Tuesday, February 14, 2006

A poem in the form of an unfair hatchet job after reading the work of Kathleen Wakefield

Yes, it was just one poem, I read, something about grace, birds, bees, the beauty of nature, and the melancholy life of human beings, but it was so insufferably boring and predictable I wanted to throw up. Instead, I imagined myself arguing with her (okay, a monologue) in which I brought out all of my perverse sexual behavior and put it on display, as if to say, Fuck you Kathleen Wakefield!

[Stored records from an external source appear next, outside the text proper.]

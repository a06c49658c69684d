// Copyright (c) 2026 100monkeys.ai
// SPDX-License-Identifier: AGPL-3.0

//! Manifest management commands
//!
//! Commands: validate, generate

use anyhow::{Context, Result};
use clap::Subcommand;
use colored::Colorize;
use std::path::PathBuf;

use msgauth_core::domain::{ProviderFactory, RegistryManifest};
use msgauth_core::infrastructure::ProviderCatalog;

pub const MINIMAL_TEMPLATE: &str = include_str!("../../templates/registry-minimal.yaml");
pub const EXAMPLES_TEMPLATE: &str = include_str!("../../templates/registry-with-examples.yaml");

#[derive(Subcommand)]
pub enum ConfigCommand {
    /// Validate a registration manifest
    Validate {
        /// Path to manifest (default: discover)
        #[arg(value_name = "FILE")]
        file: Option<PathBuf>,
    },

    /// Generate a sample registration manifest
    Generate {
        /// Output path (default: ./msgauth-registry.yaml)
        #[arg(short, long, default_value = "./msgauth-registry.yaml")]
        output: PathBuf,

        /// Include examples and comments
        #[arg(long)]
        examples: bool,
    },
}

pub async fn handle_command(command: ConfigCommand, registry_path: Option<PathBuf>) -> Result<()> {
    match command {
        ConfigCommand::Validate { file } => validate(file.or(registry_path)).await,
        ConfigCommand::Generate { output, examples } => generate(output, examples).await,
    }
}

/// Structural validation plus construction of every declared provider.
pub fn check_manifest(manifest: &RegistryManifest, catalog: &ProviderCatalog) -> Result<usize> {
    manifest
        .validate()
        .context("Registration manifest validation failed")?;

    for declaration in &manifest.spec.registrations {
        catalog
            .create(&declaration.class_name, &declaration.properties)
            .with_context(|| format!("Registration {} is not constructible", declaration.key()))?;
    }
    Ok(manifest.spec.registrations.len())
}

async fn validate(path: Option<PathBuf>) -> Result<()> {
    println!("Validating registration manifest...");

    let manifest =
        RegistryManifest::load_or_default(path).context("Failed to load registration manifest")?;
    let count = check_manifest(&manifest, &ProviderCatalog::with_builtins())?;

    println!(
        "{}",
        format!("✓ Manifest '{}' is valid ({} registrations)", manifest.metadata.name, count)
            .green()
    );
    Ok(())
}

async fn generate(output: PathBuf, with_examples: bool) -> Result<()> {
    let sample = if with_examples {
        EXAMPLES_TEMPLATE
    } else {
        MINIMAL_TEMPLATE
    };

    std::fs::write(&output, sample)
        .with_context(|| format!("Failed to write manifest to {:?}", output))?;

    println!(
        "{}",
        format!("✓ Manifest generated: {}", output.display()).green()
    );
    Ok(())
}

#[cfg(test)]
mod tests {
    use super::*;

    #[test]
    fn test_templates_are_valid() {
        let catalog = ProviderCatalog::with_builtins();
        for template in [MINIMAL_TEMPLATE, EXAMPLES_TEMPLATE] {
            let manifest = RegistryManifest::from_yaml_str(template).unwrap();
            assert!(check_manifest(&manifest, &catalog).unwrap() > 0);
        }
    }

    #[test]
    fn test_unknown_class_fails_validation() {
        let mut manifest = RegistryManifest::from_yaml_str(MINIMAL_TEMPLATE).unwrap();
        manifest.spec.registrations[0].class_name = "com.example.Missing".to_string();
        let err = check_manifest(&manifest, &ProviderCatalog::with_builtins()).unwrap_err();
        assert!(format!("{:#}", err).contains("com.example.Missing"));
    }

    #[tokio::test]
    async fn test_generate_writes_loadable_manifest() {
        let dir = tempfile::tempdir().unwrap();
        let output = dir.path().join("generated.yaml");
        generate(output.clone(), true).await.unwrap();

        let manifest = RegistryManifest::load_or_default(Some(output)).unwrap();
        assert_eq!(manifest.metadata.name, "example");
        assert_eq!(manifest.spec.registrations.len(), 3);
    }
}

What do you know about grace? I imagined telling her of the tremendous girth a penis acquires at all the wrong times -- when your choking and gagging, or when your ass is impaled, and some idiot's thrusting, not at all delicately, in the wrong place. But it would be wrong to make such complaints about her life after reading one single poem, and so I demurred, being fair-minded and all that, so-called, jazz we tell ourselves corresponds to the word, decency. But it wasn't her poem that changed my mind -- no, not her verse, so clean and precisely verbose, eloquent to excess, no line break untweaked. It was the crass grab for my attention made by TV announcers broadcasting the past in prime time for their advertisers. Just four silly skaters, two pairs, dancing on ice while the world burned beneath them. One woman, one man, competitive equals in suffering, trying to overcome flaws that threatened each of their universes. The man, for his guilt at having dropped his partner's pale face on the ice two years ago, almost quitting the sport but gutting it out, all for her to have a chance at the gold . . . And the woman, who fell yesterday afternoon, after being spun too far around by the two strong arms of her partner, crashing to her knees in distress at having failed. Nonetheless, still getting up despite the pain she so clearly felt in her knees, in her mind. One strong, one frail in appearance, both lost to themselves, to their persistence in conquering fears, conquering fate, finishing their programs, falling down to the ice at the end, in humility, in tears, in sheer goddamned relief. Isn't that grace?